The PFC code requires spheres for its calculations. Because individual grains have very different shapes, multiple spheres are grouped together to form realistic grains. (Images courtesy of Numerical Rocks)

When reservoirs are depleted, they change. We know this from observations of surface subsidence and reservoir compaction, from associated micro-seismicity, and from collapsing well casings. Time-lapse seismic permits us to see where changes occur and thereby position new wells in safer locations.

While petrophysics traditionally has contributed to a static description of the reservoir, the concept of a dynamic reservoir also requires a dynamic petrophysical characterization. When reservoirs are depleted, the stresses change. So petrophysics has to be brought under stress.

This implies, of course, that cores should be tested in the laboratory for all petrophysical properties such as permeability, porosity, resistivity, nuclear magnetic resonance (NMR) parameters, compressibility, and wave velocities under controlled conditions of stress and pore pressure. Although feasible, this is not likely to happen: Cost and time constraints represent obvious limits. Furthermore, cores may not always be available, and core alteration may be so severe that reliable measurements are not possible.

Numerical laboratory

One solution which still honors the structure and composition of the rock at grain and pore scale is a “numerical laboratory,” where the 3-D microstructure is represented digitally and rock properties are computed according to the physical laws controlling characteristics such as fluid flow and electrical charges.

Numerical Rocks, based in Trondheim, Norway, has established such a laboratory — “e-Core” — that can predict formation properties from input data extracted from thin sections (a thin section is a 30-micron polished slab of the rock).
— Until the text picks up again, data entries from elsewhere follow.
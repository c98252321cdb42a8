use anyhow::{Context, Result};
use chrono::NaiveDate;
use clap::{Parser, Subcommand};
use colored::Colorize;
use itinerary::EnhancedItinerary;
use server::{ItinerarySink, RecommendationOrchestrator, ResponseEnvelope};
use std::path::PathBuf;
use std::sync::Arc;
use supplier::{Catalog, CatalogSupplier};
use travel_data::{EnhancementKind, OptimizationGoal, Preferences, Rated};

/// TripRecs - Travel Itinerary Recommendation Engine
#[derive(Parser)]
#[command(name = "trip-recs")]
#[command(about = "Travel itinerary recommendations from a candidate catalog", long_about = None)]
struct Cli {
    /// Path to a JSON catalog; the built-in sample is used when omitted
    #[arg(short, long)]
    catalog: Option<PathBuf>,

    #[command(subcommand)]
    command: Commands,
}

#[derive(Subcommand)]
enum Commands {
    /// Build an itinerary recommendation
    Recommend {
        /// Total trip budget
        #[arg(long)]
        budget: f64,

        /// Trip length in days (may be omitted when both dates are given)
        #[arg(long, default_value = "0")]
        duration: u32,

        /// Trip start date (YYYY-MM-DD)
        #[arg(long)]
        start_date: Option<NaiveDate>,

        /// Trip end date (YYYY-MM-DD)
        #[arg(long)]
        end_date: Option<NaiveDate>,

        /// Comma-separated interest tags (e.g. "cultural,food")
        #[arg(long, value_delimiter = ',')]
        interests: Vec<String>,

        /// Optimization goal: budget, activity, comfort, or time
        #[arg(long, default_value = "budget")]
        goal: String,

        /// Minimum candidate rating on a 0-5 scale
        #[arg(long)]
        min_rating: Option<f32>,

        /// Comma-separated enhancements (luxury, adventure, cultural,
        /// family-friendly, eco-friendly)
        #[arg(long, value_delimiter = ',')]
        enhancements: Vec<String>,

        /// Destination city to search around
        #[arg(long)]
        destination: Option<String>,

        /// Region to search within
        #[arg(long)]
        region: Option<String>,

        /// Traveler name recorded on the itinerary
        #[arg(long)]
        traveler: Option<String>,

        /// Save the itinerary as JSON into this directory
        #[arg(long)]
        save_dir: Option<PathBuf>,

        /// Emit the raw response envelope as JSON
        #[arg(long)]
        json: bool,
    },

    /// Show a summary of the candidate catalog
    Catalog,
}

#[tokio::main]
async fn main() -> Result<()> {
    // Initialize tracing
    tracing_subscriber::fmt()
        .with_env_filter(
            tracing_subscriber::EnvFilter::try_from_default_env()
                .unwrap_or_else(|_| tracing_subscriber::EnvFilter::new("info")),
        )
        .init();

    let cli = Cli::parse();

    let catalog = match &cli.catalog {
        Some(path) => Catalog::load_from_file(path)
            .with_context(|| format!("Failed to load catalog from {}", path.display()))?,
        None => Catalog::sample(),
    };

    match cli.command {
        Commands::Recommend {
            budget,
            duration,
            start_date,
            end_date,
            interests,
            goal,
            min_rating,
            enhancements,
            destination,
            region,
            traveler,
            save_dir,
            json,
        } => {
            let goal: OptimizationGoal = goal.parse()?;
            let mut prefs = Preferences::new(budget, duration, goal);
            prefs.start_date = start_date;
            prefs.end_date = end_date;
            prefs.interests = interests;
            prefs.destination = destination;
            prefs.region = region;
            prefs.traveler = traveler;
            if let Some(min_rating) = min_rating {
                prefs.min_rating = min_rating;
            }
            prefs.enhancements = enhancements
                .iter()
                .map(|e| e.parse::<EnhancementKind>())
                .collect::<travel_data::Result<Vec<_>>>()?;

            handle_recommend(catalog, prefs, save_dir, json).await?
        }
        Commands::Catalog => handle_catalog(&catalog),
    }

    Ok(())
}

/// Handle the 'recommend' command
async fn handle_recommend(
    catalog: Catalog,
    prefs: Preferences,
    save_dir: Option<PathBuf>,
    json: bool,
) -> Result<()> {
    let supplier = Arc::new(CatalogSupplier::new(Arc::new(catalog)));
    let mut orchestrator = RecommendationOrchestrator::new(supplier);
    if let Some(dir) = save_dir {
        orchestrator = orchestrator.with_sink(Arc::new(JsonFileSink { dir }));
    }

    let result = orchestrator.recommend_and_save(&prefs).await;

    if json {
        let envelope = ResponseEnvelope::from_result(result.map(|(r, _)| r));
        println!("{}", serde_json::to_string_pretty(&envelope)?);
        return Ok(());
    }

    match result {
        Ok((recommendation, persisted)) => {
            print_recommendation(&recommendation);
            if let Some(persisted) = persisted {
                println!("{} Saved as {}", "✓".green(), persisted.id);
            }
        }
        Err(error) => {
            eprintln!(
                "{} {} [{}]",
                "✗".red(),
                error.to_string().red(),
                error.code()
            );
            std::process::exit(1);
        }
    }
    Ok(())
}

/// Handle the 'catalog' command
fn handle_catalog(catalog: &Catalog) {
    println!("{}", "Catalog summary:".bold().blue());
    println!(
        "{}{} locations, {} lodgings, {} transport options",
        "• ".green(),
        catalog.locations.len(),
        catalog.lodgings.len(),
        catalog.transports.len()
    );

    let mut top: Vec<_> = catalog.locations.iter().collect();
    top.sort_by(|a, b| {
        b.rating_or_zero()
            .partial_cmp(&a.rating_or_zero())
            .unwrap_or(std::cmp::Ordering::Equal)
    });
    println!("Top-rated locations:");
    for location in top.iter().take(5) {
        println!(
            "  - {} ({}) [{}] {:.1}",
            location.name,
            location.city,
            location.categories.join(", "),
            location.rating_or_zero()
        );
    }
}

/// Helper to format and print one recommendation
fn print_recommendation(recommendation: &server::Recommendation) {
    let summary = &recommendation.summary;
    let data = &recommendation.itinerary.data;

    println!("{}", data.title.bold().blue());
    println!("{}", recommendation.itinerary.description);
    println!(
        "{}{} to {} ({} days)",
        "• ".green(),
        data.start_date,
        data.end_date,
        data.duration
    );
    println!(
        "{}Estimated cost: {:.2} (budget {:.2})",
        "• ".green(),
        summary.total_cost,
        data.budget
    );
    println!("{}Strategy: {}", "• ".green(), summary.strategy_used);
    println!(
        "{}Filters: {}",
        "• ".cyan(),
        summary.filters_applied.join(" → ")
    );
    println!("{}Features: {}", "• ".cyan(), summary.features.join(", "));

    for plan in &data.daily_plans {
        println!(
            "{}",
            format!("Day {} - {}", plan.day, plan.date).bold()
        );
        if let Some(morning) = &plan.morning {
            println!("  morning:   {morning}");
        }
        if let Some(afternoon) = &plan.afternoon {
            println!("  afternoon: {afternoon}");
        }
        if let Some(evening) = &plan.evening {
            println!("  evening:   {evening}");
        }
        if let Some(lodging) = &plan.lodging {
            println!("  stay:      {lodging}");
        }
        for leg in &plan.transport {
            println!("  travel:    {} {} → {}", leg.mode, leg.origin, leg.destination);
        }
        for activity in &plan.activities {
            println!("  activity:  {}", activity.name);
        }
        println!("  day cost:  {:.2}", plan.daily_cost);
    }

    let floating: Vec<_> = data
        .activities
        .iter()
        .filter(|a| a.date.is_none())
        .collect();
    if !floating.is_empty() {
        println!("{}", "Anytime activities:".bold());
        for activity in floating {
            match &activity.tag {
                Some(tag) => println!("  - {} ({tag})", activity.name),
                None => println!("  - {}", activity.name),
            }
        }
    }
}

/// Writes each saved itinerary as one JSON file under a directory.
struct JsonFileSink {
    dir: PathBuf,
}

impl ItinerarySink for JsonFileSink {
    fn save(&self, itinerary: &EnhancedItinerary) -> anyhow::Result<String> {
        std::fs::create_dir_all(&self.dir)
            .with_context(|| format!("Failed to create {}", self.dir.display()))?;

        let slug: String = itinerary
            .data
            .title
            .to_lowercase()
            .chars()
            .map(|c| if c.is_alphanumeric() { c } else { '-' })
            .collect();
        let id = format!("{}-{}", slug, itinerary.data.start_date);
        let path = self.dir.join(format!("{id}.json"));
        let file = std::fs::File::create(&path)
            .with_context(|| format!("Failed to write {}", path.display()))?;
        serde_json::to_writer_pretty(file, itinerary)?;
        Ok(id)
    }
}
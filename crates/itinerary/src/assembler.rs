//! Step-wise itinerary assembly.
//!
//! The assembler accumulates trip parts in any order, keeps a running
//! cost estimate, and validates everything once in the terminal
//! `build()`. Accommodation stay windows and the day-by-day plan are
//! derived, never supplied by the caller.

use crate::draft::{
    AccommodationBooking, ActivityItem, DayPlan, Destination, ItineraryDraft, TransportLeg,
};
use chrono::{Duration, NaiveDate};
use thiserror::Error;
use tracing::debug;
use travel_data::{Location, Lodging, Transport};

#[derive(Error, Debug, PartialEq)]
pub enum BuildError {
    #[error("itinerary title is required")]
    MissingTitle,
    #[error("traveler identifier is required")]
    MissingTraveler,
    #[error("invalid dates: {0}")]
    InvalidDates(String),
    #[error("an itinerary needs at least one destination")]
    NoDestinations,
    #[error("estimated cost {estimated:.2} exceeds budget {budget:.2}")]
    BudgetExceeded { estimated: f64, budget: f64 },
}

/// Builds an [`ItineraryDraft`] from selected candidates.
///
/// Mutating steps take `&mut self` and return it for chaining;
/// `build()` consumes the assembler. The cost estimate is kept current
/// after every step so callers can watch it grow.
#[derive(Debug, Default)]
pub struct ItineraryAssembler {
    title: String,
    traveler: String,
    start_date: Option<NaiveDate>,
    end_date: Option<NaiveDate>,
    budget: Option<f64>,
    interests: Vec<String>,
    strategy: String,
    destinations: Vec<Destination>,
    lodgings: Vec<Lodging>,
    transportation: Vec<TransportLeg>,
    activities: Vec<ActivityItem>,
    estimated_cost: f64,
}

impl ItineraryAssembler {
    pub fn new() -> Self {
        Self::default()
    }

    pub fn title(&mut self, title: impl Into<String>) -> &mut Self {
        self.title = title.into();
        self
    }

    pub fn traveler(&mut self, traveler: impl Into<String>) -> &mut Self {
        self.traveler = traveler.into();
        self
    }

    pub fn dates(&mut self, start: NaiveDate, end: NaiveDate) -> &mut Self {
        self.start_date = Some(start);
        self.end_date = Some(end);
        self.recompute();
        self
    }

    pub fn budget(&mut self, budget: f64) -> &mut Self {
        self.budget = Some(budget);
        self
    }

    pub fn interests(&mut self, interests: &[String]) -> &mut Self {
        self.interests = interests.to_vec();
        self
    }

    pub fn strategy(&mut self, strategy: impl Into<String>) -> &mut Self {
        self.strategy = strategy.into();
        self
    }

    pub fn add_destinations(&mut self, locations: &[Location]) -> &mut Self {
        self.destinations
            .extend(locations.iter().map(Destination::from));
        self.recompute();
        self
    }

    /// Queue lodgings for the trip. Stay windows are assigned
    /// sequentially once the date range is known: each lodging covers
    /// `ceil(duration / count)` nights, the last one trimmed to fit.
    pub fn add_accommodations(&mut self, lodgings: &[Lodging]) -> &mut Self {
        self.lodgings.extend_from_slice(lodgings);
        self.recompute();
        self
    }

    pub fn add_transport(&mut self, transports: &[Transport]) -> &mut Self {
        // First leg lands on the start date when known; the rest float
        let arrival = self.start_date.filter(|_| self.transportation.is_empty());
        for (i, transport) in transports.iter().enumerate() {
            let date = if i == 0 { arrival } else { None };
            self.transportation
                .push(TransportLeg::from_transport(transport, date));
        }
        self.recompute();
        self
    }

    pub fn add_activity(&mut self, activity: ActivityItem) -> &mut Self {
        self.activities.push(activity);
        self.recompute();
        self
    }

    /// Current running cost estimate.
    pub fn estimated_cost(&self) -> f64 {
        self.estimated_cost
    }

    /// Discard all accumulated state for reuse.
    pub fn reset(&mut self) {
        *self = Self::default();
    }

    fn duration(&self) -> Option<u32> {
        match (self.start_date, self.end_date) {
            (Some(start), Some(end)) if end >= start => {
                Some((end - start).num_days() as u32 + 1)
            }
            _ => None,
        }
    }

    /// Spread queued lodgings across the trip as sequential bookings.
    fn bookings(&self) -> Vec<AccommodationBooking> {
        let (Some(start), Some(duration)) = (self.start_date, self.duration()) else {
            return Vec::new();
        };
        if self.lodgings.is_empty() {
            return Vec::new();
        }

        let nights_per = duration.div_ceil(self.lodgings.len() as u32);
        let mut bookings = Vec::new();
        let mut night = 0u32;
        for lodging in &self.lodgings {
            if night >= duration {
                break;
            }
            let nights = nights_per.min(duration - night);
            let check_in = start + Duration::days(i64::from(night));
            bookings.push(AccommodationBooking {
                id: lodging.id.clone(),
                name: lodging.name.clone(),
                city: lodging.city.clone(),
                check_in,
                check_out: check_in + Duration::days(i64::from(nights)),
                nights,
                price_per_night: lodging.price_per_night,
                total_cost: f64::from(nights) * lodging.price_per_night,
                upgrades: Vec::new(),
            });
            night += nights;
        }
        bookings
    }

    fn recompute(&mut self) {
        let destinations: f64 = self.destinations.iter().map(|d| d.entry_fee).sum();
        let accommodations: f64 = self.bookings().iter().map(|b| b.total_cost).sum();
        let transport: f64 = self.transportation.iter().map(|t| t.price).sum();
        let activities: f64 = self.activities.iter().map(|a| a.cost).sum();
        self.estimated_cost = destinations + accommodations + transport + activities;
    }

    /// Validate and produce the draft.
    pub fn build(self) -> Result<ItineraryDraft, BuildError> {
        if self.title.trim().is_empty() {
            return Err(BuildError::MissingTitle);
        }
        if self.traveler.trim().is_empty() {
            return Err(BuildError::MissingTraveler);
        }
        let (start, end) = match (self.start_date, self.end_date) {
            (Some(start), Some(end)) => (start, end),
            _ => return Err(BuildError::InvalidDates("date range not set".to_string())),
        };
        if end < start {
            return Err(BuildError::InvalidDates(format!(
                "end {end} is before start {start}"
            )));
        }
        if self.destinations.is_empty() {
            return Err(BuildError::NoDestinations);
        }
        if let Some(budget) = self.budget {
            if self.estimated_cost > budget {
                return Err(BuildError::BudgetExceeded {
                    estimated: self.estimated_cost,
                    budget,
                });
            }
        }

        let duration = (end - start).num_days() as u32 + 1;
        let accommodations = self.bookings();
        let daily_plans = self.derive_day_plans(start, duration, &accommodations);
        debug!(
            title = %self.title,
            duration,
            destinations = self.destinations.len(),
            cost = self.estimated_cost,
            "itinerary assembled"
        );

        Ok(ItineraryDraft {
            title: self.title,
            traveler: self.traveler,
            start_date: start,
            end_date: end,
            duration,
            budget: self.budget.unwrap_or(0.0),
            interests: self.interests,
            strategy: self.strategy,
            destinations: self.destinations,
            accommodations,
            transportation: self.transportation,
            activities: self.activities,
            daily_plans,
            estimated_cost: self.estimated_cost,
        })
    }

    fn derive_day_plans(
        &self,
        start: NaiveDate,
        duration: u32,
        accommodations: &[AccommodationBooking],
    ) -> Vec<DayPlan> {
        let per_day = self.destinations.len().div_ceil(duration as usize);
        (0..duration)
            .map(|day| {
                let date = start + Duration::days(i64::from(day));
                let destinations: Vec<Destination> = self
                    .destinations
                    .iter()
                    .skip(day as usize * per_day)
                    .take(per_day)
                    .cloned()
                    .collect();
                let mut slots = destinations.iter().map(|d| d.name.clone());

                let lodging = accommodations
                    .iter()
                    .find(|b| b.covers(date))
                    .map(|b| b.name.clone());
                let transport: Vec<TransportLeg> = self
                    .transportation
                    .iter()
                    .filter(|t| t.date == Some(date))
                    .cloned()
                    .collect();
                let activities: Vec<ActivityItem> = self
                    .activities
                    .iter()
                    .filter(|a| a.date == Some(date))
                    .cloned()
                    .collect();

                let daily_cost = destinations.iter().map(|d| d.entry_fee).sum::<f64>()
                    + accommodations
                        .iter()
                        .find(|b| b.covers(date))
                        .map(|b| b.price_per_night)
                        .unwrap_or(0.0)
                    + transport.iter().map(|t| t.price).sum::<f64>()
                    + activities.iter().map(|a| a.cost).sum::<f64>();

                DayPlan {
                    day: day + 1,
                    date,
                    morning: slots.next(),
                    afternoon: slots.next(),
                    evening: slots.next(),
                    destinations,
                    lodging,
                    transport,
                    activities,
                    daily_cost,
                }
            })
            .collect()
    }
}
//! Traveler preferences and their normalization rules.
//!
//! Preferences arrive as loosely validated caller input. `normalized()`
//! turns them into the canonical form the pipeline runs on: budget and
//! duration positive, the date pair present and consistent with the
//! duration, and the minimum rating clamped to the 0-5 scale.

use crate::error::{RecommendError, Result};
use chrono::{Duration, NaiveDate};
use serde::{Deserialize, Serialize};
use std::fmt;
use std::str::FromStr;

/// Default minimum rating threshold when the caller supplies none.
pub const DEFAULT_MIN_RATING: f32 = 3.5;

/// The optimization criterion used to select and rank candidates.
#[derive(Debug, Clone, Copy, PartialEq, Eq, Hash, Serialize, Deserialize)]
#[serde(rename_all = "lowercase")]
pub enum OptimizationGoal {
    Budget,
    Activity,
    Comfort,
    Time,
}

impl OptimizationGoal {
    /// Human-readable strategy label used in summaries and logs.
    pub fn label(&self) -> &'static str {
        match self {
            OptimizationGoal::Budget => "budget-optimized",
            OptimizationGoal::Activity => "activity-driven",
            OptimizationGoal::Comfort => "comfort-prioritized",
            OptimizationGoal::Time => "time-efficient",
        }
    }
}

impl FromStr for OptimizationGoal {
    type Err = RecommendError;

    fn from_str(s: &str) -> Result<Self> {
        match s.trim().to_lowercase().as_str() {
            "budget" => Ok(OptimizationGoal::Budget),
            "activity" => Ok(OptimizationGoal::Activity),
            "comfort" => Ok(OptimizationGoal::Comfort),
            "time" => Ok(OptimizationGoal::Time),
            other => Err(RecommendError::StrategyNotFound(other.to_string())),
        }
    }
}

impl fmt::Display for OptimizationGoal {
    fn fmt(&self, f: &mut fmt::Formatter<'_>) -> fmt::Result {
        f.write_str(self.label())
    }
}

/// A named thematic enhancement applied on top of a built itinerary.
#[derive(Debug, Clone, Copy, PartialEq, Eq, Hash, Serialize, Deserialize)]
#[serde(rename_all = "kebab-case")]
pub enum EnhancementKind {
    Luxury,
    Adventure,
    Cultural,
    FamilyFriendly,
    EcoFriendly,
}

impl FromStr for EnhancementKind {
    type Err = RecommendError;

    fn from_str(s: &str) -> Result<Self> {
        match s.trim().to_lowercase().as_str() {
            "luxury" => Ok(EnhancementKind::Luxury),
            "adventure" => Ok(EnhancementKind::Adventure),
            "cultural" => Ok(EnhancementKind::Cultural),
            "family-friendly" | "family" => Ok(EnhancementKind::FamilyFriendly),
            "eco-friendly" | "eco" => Ok(EnhancementKind::EcoFriendly),
            other => Err(RecommendError::ValidationFailure(format!(
                "unknown enhancement: {other}"
            ))),
        }
    }
}

/// Traveler preferences driving one recommendation request.
#[derive(Debug, Clone, Serialize, Deserialize)]
pub struct Preferences {
    /// Total trip budget; must be positive
    pub budget: f64,
    /// Trip length in days; 0 means "derive from the date pair"
    #[serde(default)]
    pub duration: u32,
    #[serde(default)]
    pub start_date: Option<NaiveDate>,
    #[serde(default)]
    pub end_date: Option<NaiveDate>,
    /// Interest tags matched against location categories
    #[serde(default)]
    pub interests: Vec<String>,
    pub optimization_goal: OptimizationGoal,
    #[serde(default = "default_min_rating")]
    pub min_rating: f32,
    #[serde(default)]
    pub enhancements: Vec<EnhancementKind>,
    #[serde(default)]
    pub destination: Option<String>,
    #[serde(default)]
    pub region: Option<String>,
    /// Traveler identifier for the built itinerary; defaults to "guest"
    #[serde(default)]
    pub traveler: Option<String>,
}

fn default_min_rating() -> f32 {
    DEFAULT_MIN_RATING
}

impl Preferences {
    /// Minimal valid preferences, used as a base by tests and the CLI.
    pub fn new(budget: f64, duration: u32, goal: OptimizationGoal) -> Self {
        Self {
            budget,
            duration,
            start_date: None,
            end_date: None,
            interests: Vec::new(),
            optimization_goal: goal,
            min_rating: DEFAULT_MIN_RATING,
            enhancements: Vec::new(),
            destination: None,
            region: None,
            traveler: None,
        }
    }

    /// Normalize into the canonical form the pipeline runs on.
    ///
    /// Missing dates are derived: `start` defaults to today, `end` to
    /// `start + duration - 1`. A supplied date pair must agree with a
    /// supplied duration; disagreement is a validation failure, never a
    /// silent correction.
    pub fn normalized(&self) -> Result<Preferences> {
        if self.budget <= 0.0 {
            return Err(RecommendError::ValidationFailure(
                "budget must be positive".to_string(),
            ));
        }

        let mut prefs = self.clone();
        match (prefs.start_date, prefs.end_date) {
            (Some(start), Some(end)) => {
                if end < start {
                    return Err(RecommendError::ValidationFailure(
                        "end date is before start date".to_string(),
                    ));
                }
                let derived = (end - start).num_days() as u32 + 1;
                if prefs.duration == 0 {
                    prefs.duration = derived;
                } else if prefs.duration != derived {
                    return Err(RecommendError::ValidationFailure(format!(
                        "duration {} disagrees with date range of {} days",
                        prefs.duration, derived
                    )));
                }
            }
            (Some(start), None) => {
                Self::require_duration(prefs.duration)?;
                prefs.end_date = Some(start + Duration::days(prefs.duration as i64 - 1));
            }
            (None, Some(end)) => {
                Self::require_duration(prefs.duration)?;
                prefs.start_date = Some(end - Duration::days(prefs.duration as i64 - 1));
            }
            (None, None) => {
                Self::require_duration(prefs.duration)?;
                let start = chrono::Local::now().date_naive();
                prefs.start_date = Some(start);
                prefs.end_date = Some(start + Duration::days(prefs.duration as i64 - 1));
            }
        }

        prefs.min_rating = prefs.min_rating.clamp(0.0, 5.0);
        Ok(prefs)
    }

    fn require_duration(duration: u32) -> Result<()> {
        if duration == 0 {
            return Err(RecommendError::ValidationFailure(
                "duration must be positive when no date range is given".to_string(),
            ));
        }
        Ok(())
    }

    /// Start date after normalization. Panics only if called on
    /// non-normalized preferences, which never leave `normalized()`.
    pub fn start(&self) -> NaiveDate {
        self.start_date.expect("preferences not normalized")
    }

    pub fn end(&self) -> NaiveDate {
        self.end_date.expect("preferences not normalized")
    }

    pub fn has_date_range(&self) -> bool {
        self.start_date.is_some() && self.end_date.is_some()
    }
}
The information extracted from the thin section is the grain size distribution, various cements, and the amount of clay in the pore space. These parameters are fed into the computer, and a 3-D digital rock model is constructed by mimicking nature’s way of creating sandstones — sedimentation, compaction, and diagenesis (i.e., cementation upon deeper burial). Once the numerical (or virtual) rock has been generated, petrophysical properties such as permeability, formation factor, and NMR relaxation can be determined by numerically solving the governing differential equations directly on the virtual rock.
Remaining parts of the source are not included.